### PROVIDED INFORMATION

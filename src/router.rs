// Copyright 2023 Divy Srivastava <dj.srivastava23@gmail.com>
//
// Licensed under the Apache License, Version 2.0 (the "License");
// you may not use this file except in compliance with the License.
// You may obtain a copy of the License at
//
// http://www.apache.org/licenses/LICENSE-2.0
//
// Unless required by applicable law or agreed to in writing, software
// distributed under the License is distributed on an "AS IS" BASIS,
// WITHOUT WARRANTIES OR CONDITIONS OF ANY KIND, either express or implied.
// See the License for the specific language governing permissions and
// limitations under the License.

//! Request routing and connection management.

use std::collections::HashMap;

use log::{debug, info};

use crate::connection::ServerConnection;
use crate::request::{Request, Version};
use crate::response::{ConnectionMode, Response, StatusCode};
use crate::{KEEPALIVE_TIMEOUT_SECS, MAX_CLIENT_CONNECTIONS};

/// A request handler. Handlers write their reply through the [`Response`];
/// whatever is left unflushed when they return is finalized by the router.
pub type RequestHandler = Box<dyn FnMut(&mut Request, &mut Response)>;

fn internal_default_handler(_req: &mut Request, resp: &mut Response) {
  let html = "<html><body> path was not found</body></html>";
  resp.write_header(StatusCode::NotFound);
  resp.write_header_raw("Content-Type: text/html");
  let _ = resp.write(html.as_bytes());
}

/// Owns the fixed pool of connections and dispatches complete requests to
/// handlers by exact path match.
pub struct Router {
  handlers: HashMap<String, RequestHandler>,
  default_handler: RequestHandler,
  pub(crate) connections: Vec<ServerConnection>,
  last_in_use: usize,
}

impl Default for Router {
  fn default() -> Self {
    Self::new()
  }
}

impl Router {
  pub fn new() -> Self {
    Self::with_pool_size(MAX_CLIENT_CONNECTIONS)
  }

  pub fn with_pool_size(size: usize) -> Self {
    Self {
      handlers: HashMap::new(),
      default_handler: Box::new(internal_default_handler),
      connections: (0..size).map(ServerConnection::new).collect(),
      last_in_use: 0,
    }
  }

  /// Map a URL path to a handler.
  pub fn add_handler<H>(&mut self, path: impl Into<String>, handler: H)
  where
    H: FnMut(&mut Request, &mut Response) + 'static,
  {
    self.handlers.insert(path.into(), Box::new(handler));
  }

  /// Handler used when no path matches; `None` restores the built-in 404.
  pub fn set_default_handler(&mut self, handler: Option<RequestHandler>) {
    self.default_handler =
      handler.unwrap_or_else(|| Box::new(internal_default_handler));
  }

  /// Index of a free pool slot, if any.
  pub fn free_connection(&mut self) -> Option<usize> {
    self.connections.iter().position(|c| !c.is_connected())
  }

  pub fn connections_in_use(&self) -> usize {
    self.connections.iter().filter(|c| c.is_connected()).count()
  }

  /// Dispatch ready requests and reap idle keep-alive connections. Called
  /// from the application's main loop with the monotonic time in seconds.
  pub fn process(&mut self, now: u32) {
    let in_use = self.connections_in_use();
    if in_use != self.last_in_use {
      info!("{in_use} connections in use");
      self.last_in_use = in_use;
    }

    for i in 0..self.connections.len() {
      if !self.connections[i].is_connected() {
        continue;
      }

      if self.connections[i].request.take_ready_for_processing() {
        // the request is parked outside the connection while the response
        // borrows it
        let mut request = std::mem::take(&mut self.connections[i].request);

        let keep_alive = Self::wants_keep_alive(&request);
        let version = request.version.unwrap_or(Version::Http11);
        let path = request.path.clone();

        let body_in_progress;
        let close_after;
        let response_size;
        {
          let conn = &mut self.connections[i];
          let mut resp = Response::new(conn, keep_alive, version);
          match self.handlers.get_mut(&path) {
            Some(handler) => handler(&mut request, &mut resp),
            None => (self.default_handler)(&mut request, &mut resp),
          }

          body_in_progress = request.is_body_read_in_progress();
          if !body_in_progress {
            if let Err(e) = resp.finalize() {
              debug!("finalize failed: {e}");
            }
          }
          close_after = resp.connection_mode() == ConnectionMode::Close;
          response_size = resp.response_size_sent();
        }

        let conn = &mut self.connections[i];
        if !body_in_progress {
          request.reset();
          conn.last_request_time = now;
          if close_after {
            // close when the final response byte is acked
            conn.close_once_sent = response_size;
          }
        }
        conn.request = request;
      } else {
        let conn = &mut self.connections[i];
        if !conn.hijacked
          && conn.last_request_time != 0
          && now.saturating_sub(conn.last_request_time) > KEEPALIVE_TIMEOUT_SECS
        {
          info!("closing idle http connection on slot {i}");
          conn.close();
        }
      }
    }
  }

  fn wants_keep_alive(request: &Request) -> bool {
    #[cfg(feature = "rtsp")]
    if request.version == Some(Version::Rtsp10) {
      // RTSP is keep-alive by default
      return true;
    }
    request
      .headers
      .get("CONNECTION")
      .map(|v| v.eq_ignore_ascii_case("keep-alive"))
      .unwrap_or(false)
  }
}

######

§ WHAT YOU HAVE TO DO
Retype only the lines above between the line with "to a handler." and the line with "slot, if any.", counting those two lines as well, and keep every character as it is.

§ SOLUTION
  /// Map a URL path to a handler.
  pub fn add_handler<H>(&mut self, path: impl Into<String>, handler: H)
  where
    H: FnMut(&mut Request, &mut Response) + 'static,
  {
    self.handlers.insert(path.into(), Box::new(handler));
  }

  /// Handler used when no path matches; `None` restores the built-in 404.
  pub fn set_default_handler(&mut self, handler: Option<RequestHandler>) {
    self.default_handler =
      handler.unwrap_or_else(|| Box::new(internal_default_handler));
  }

  /// Index of a free pool slot, if any.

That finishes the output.